Teachers returning to classrooms in New Mexico this fall will see the first significant pay raise in several years.

As of July 1, all teachers in public schools, regardless of their tier level, will receive at least a $10,000 raise.

Whitney Holland, president of the American Federation of Teachers-New Mexico, was elected after teaching for nearly a decade. She has advocated for what she calls a "living wage" because she remembers how difficult it was to make ends meet when she began teaching in 2012.

"So when I started, I made $32,000, and that was hard," Holland recounted. "Now our beginning teachers will make $50,000, and that's pretty significant. It's competitive to the regions around us, and it's competitive to other professions."

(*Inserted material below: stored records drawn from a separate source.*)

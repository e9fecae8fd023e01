//! Forecast period windowing, grouping, and formatting
//!
//! Pure functions over a time-ordered sequence of [`ForecastPeriod`] plus a
//! reference "now" in the target place's timezone. Upstream periods
//! alternate day/night across irregular boundaries ("This Afternoon",
//! "Tonight", ...); the groupings here are deterministic regardless of
//! where the sequence starts relative to the calendar day.

use chrono::{DateTime, Days, Duration, FixedOffset, NaiveTime, TimeZone};

use crate::data::api::ApiPeriod;
use crate::data::{DailyPeriod, DayNightPair, ForecastPeriod};
use crate::icons;

/// Days covered by the detailed forecast group when the caller has no
/// preference
pub const DEFAULT_DETAILED_DAYS: usize = 5;

/// Start of the next calendar day after `now`, in `now`'s timezone
///
/// Falls back to `now + 24h` for the pathological DST gap where local
/// midnight does not exist.
pub fn start_of_next_day<Tz: TimeZone>(now: &DateTime<Tz>) -> DateTime<Tz> {
    let next_date = now.date_naive() + Days::new(1);
    now.timezone()
        .from_local_datetime(&next_date.and_time(NaiveTime::MIN))
        .earliest()
        .unwrap_or_else(|| now.clone() + Duration::days(1))
}

/// Periods belonging to the remainder of today: start strictly before the
/// start of the next calendar day
pub fn filter_to_today<Tz: TimeZone>(
    periods: &[ForecastPeriod],
    now: &DateTime<Tz>,
) -> Vec<ForecastPeriod> {
    let boundary = start_of_next_day(now);
    periods
        .iter()
        .filter(|p| p.start_time < boundary)
        .cloned()
        .collect()
}

/// Periods for future days: start strictly after the start of the next
/// calendar day
///
/// With `limit_days` the result is truncated to `limit_days * 2` periods
/// (one daytime and one nighttime period per day), preserving order.
pub fn filter_to_future_days<Tz: TimeZone>(
    periods: &[ForecastPeriod],
    now: &DateTime<Tz>,
    limit_days: Option<usize>,
) -> Vec<ForecastPeriod> {
    let boundary = start_of_next_day(now);
    let mut future: Vec<ForecastPeriod> = periods
        .iter()
        .filter(|p| p.start_time > boundary)
        .cloned()
        .collect();
    if let Some(days) = limit_days {
        future.truncate(days * 2);
    }
    future
}

/// Periods past the detailed group: the future-days set minus its first
/// `detailed_days * 2` periods
pub fn filter_to_extended<Tz: TimeZone>(
    periods: &[ForecastPeriod],
    now: &DateTime<Tz>,
    detailed_days: usize,
) -> Vec<ForecastPeriod> {
    filter_to_future_days(periods, now, None)
        .into_iter()
        .skip(detailed_days * 2)
        .collect()
}

/// Chunks a sequence into consecutive (day, night) pairs
///
/// An odd trailing period forms a pair whose missing side is absent, never
/// an error.
pub fn group_into_pairs(periods: &[ForecastPeriod]) -> Vec<DayNightPair> {
    periods
        .chunks(2)
        .map(|chunk| DayNightPair {
            daytime: format_daily_period(chunk.first()),
            nighttime: format_daily_period(chunk.get(1)),
        })
        .collect()
}

/// Formats one period for daily display; an absent period formats to an
/// absent result
pub fn format_daily_period(period: Option<&ForecastPeriod>) -> Option<DailyPeriod> {
    let period = period?;
    let start = period.start_time;
    let display = icons::resolve_or_no_data(&icons::derive_key(period.icon.as_deref()));

    Some(DailyPeriod {
        day_name: start.format("%A").to_string(),
        short_day_name: start.format("%a").to_string(),
        month_day: start.format("%B %-d").to_string(),
        start_time: start,
        is_daytime: period.is_daytime,
        short_forecast: sentence_case(&period.short_forecast),
        icon_basename: icons::icon_basename(&display.icon).to_string(),
        icon: display.icon,
        temperature: period.temperature,
        probability_of_precipitation: period.probability_of_precipitation,
    })
}

/// Lowercases the text and capitalizes only its first letter
pub fn sentence_case(text: &str) -> String {
    let lowered = text.to_lowercase();
    let mut chars = lowered.chars();
    match chars.next() {
        Some(first) => first.to_uppercase().collect::<String>() + chars.as_str(),
        None => lowered,
    }
}

/// Parses an upstream `<ISO8601 start>/<ISO8601 duration>` validity window
/// into explicit bounds
pub fn parse_validity_window(
    valid_time: &str,
) -> Option<(DateTime<FixedOffset>, DateTime<FixedOffset>)> {
    let (start_raw, duration_raw) = valid_time.split_once('/')?;
    let start = DateTime::parse_from_rfc3339(start_raw).ok()?;
    let duration = parse_iso8601_duration(duration_raw)?;
    let end = start.checked_add_signed(duration)?;
    Some((start, end))
}

/// Parses an ISO 8601 duration of whole weeks/days/hours/minutes/seconds
/// (the only shapes the upstream emits, e.g. `PT6H`, `P1DT12H`)
pub fn parse_iso8601_duration(raw: &str) -> Option<Duration> {
    let rest = raw.strip_prefix('P')?;
    let (date_part, time_part) = match rest.split_once('T') {
        Some((date, time)) => (date, time),
        None => (rest, ""),
    };

    let date_seconds = parse_duration_components(date_part, &[('W', 604_800), ('D', 86_400)])?;
    let time_seconds = parse_duration_components(time_part, &[('H', 3_600), ('M', 60), ('S', 1)])?;
    Some(Duration::seconds(date_seconds + time_seconds))
}

fn parse_duration_components(part: &str, units: &[(char, i64)]) -> Option<i64> {
    let mut total = 0i64;
    let mut digits = String::new();
    for c in part.chars() {
        if c.is_ascii_digit() {
            digits.push(c);
            continue;
        }
        let scale = units.iter().find(|(unit, _)| *unit == c).map(|(_, s)| *s)?;
        let value: i64 = digits.parse().ok()?;
        total += value * scale;
        digits.clear();
    }
    // Trailing digits with no unit letter are malformed
    if digits.is_empty() {
        Some(total)
    } else {
        None
    }
}

/// Converts an upstream period into the model shape
pub(crate) fn period_from_api(api: &ApiPeriod) -> Option<ForecastPeriod> {
    let start_time = DateTime::parse_from_rfc3339(&api.start_time).ok()?;
    let end_time = DateTime::parse_from_rfc3339(&api.end_time).ok()?;
    Some(ForecastPeriod {
        number: api.number,
        name: api.name.clone(),
        start_time,
        end_time,
        is_daytime: api.is_daytime,
        temperature: api.temperature,
        probability_of_precipitation: api
            .probability_of_precipitation
            .as_ref()
            .and_then(|p| p.value),
        short_forecast: api.short_forecast.clone(),
        wind_speed: api.wind_speed.clone(),
        wind_direction: api.wind_direction.clone(),
        icon: api.icon.clone(),
    })
}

The annual salary for "tier two" level teachers will now be $60,000 a year, while teachers at "tier three" will see salaries jump to $70,000. According to the governor's office, the raises make New Mexico the highest-paid education system in the region, higher than Arizona, Colorado and Utah.

In addition to pay increases, Holland pointed out newly passed legislation will lay the groundwork to rebuild the education profession in New Mexico, by investing in the educator workforce to retain veteran educators and attract new educators to the state.

"We believe wholeheartedly, having fully staffed schools is exactly what our students deserve," Holland asserted. "All of this legislation is steps toward doing that and rebuilding those schools and having them fully staffed."

According to Holland, the pandemic not only decimated teaching positions in the schools but also created almost 2,000 vacancies for positions such as bus drivers, custodians, secretaries and others who help run the schools. New Mexico was the only state to call on members of the National Guard, Army and Air Force troops, to substitute teach due to pandemic-related absences.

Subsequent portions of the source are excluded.